Activity — Your task is to quote the records from their first line through the line containing "pub fn new(label: &'a", with nothing added or left out.

────────────────

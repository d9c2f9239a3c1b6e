use ratatui::{
    buffer::Buffer,
    layout::Rect,
    style::Style,
    widgets::{
        Block, Borders, Widget,
        canvas::{Canvas, Circle, Line},
    },
};

use crate::deck::knob::rotation_for;
use crate::util::colors;

/// A rotary knob with a 270-degree sweep. The indicator sits at seven
/// o'clock at zero and five o'clock at full.
pub struct KnobWidget<'a> {
    label: &'a str,
    value: f64,
}

impl<'a> KnobWidget<'a> {
    pub fn new(label: &'a str, value: f64) -> Self {
        Self { label, value }
    }
}

impl Widget for KnobWidget<'_> {
    fn render(self, area: Rect, buf: &mut Buffer) {
        let rotation = rotation_for(self.value);
        let theta = (90.0 - rotation).to_radians();

        Canvas::default()
            .block(
                Block::default()
                    .borders(Borders::ALL)
                    .border_style(Style::new().fg(colors::DIM))
                    .title(format!(" {} {:03.0} ", self.label, self.value * 100.0))
                    .title_style(Style::new().fg(colors::TEXT)),
            )
            .background_color(colors::BACKGROUND)
            .x_bounds([-1.2, 1.2])
            .y_bounds([-1.2, 1.2])
            .paint(|ctx| {
                ctx.draw(&Circle {
                    x: 0.0,
                    y: 0.0,
                    radius: 1.0,
                    color: colors::NEUTRAL,
                });
                ctx.draw(&Line {
                    x1: 0.0,
                    y1: 0.0,
                    x2: 0.9 * theta.cos(),
                    y2: 0.9 * theta.sin(),
                    color: colors::ACCENT,
                });
            })
            .render(area, buf);
    }
}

────────────────

Completed exercise —
repository d9c2f9239a3c1b6e
use ratatui::{
    buffer::Buffer,
    layout::Rect,
    style::Style,
    widgets::{
        Block, Borders, Widget,
        canvas::{Canvas, Circle, Line},
    },
};

use crate::deck::knob::rotation_for;
use crate::util::colors;

/// A rotary knob with a 270-degree sweep. The indicator sits at seven
/// o'clock at zero and five o'clock at full.
pub struct KnobWidget<'a> {
    label: &'a str,
    value: f64,
}

impl<'a> KnobWidget<'a> {
    pub fn new(label: &'a str, value: f64) -> Self {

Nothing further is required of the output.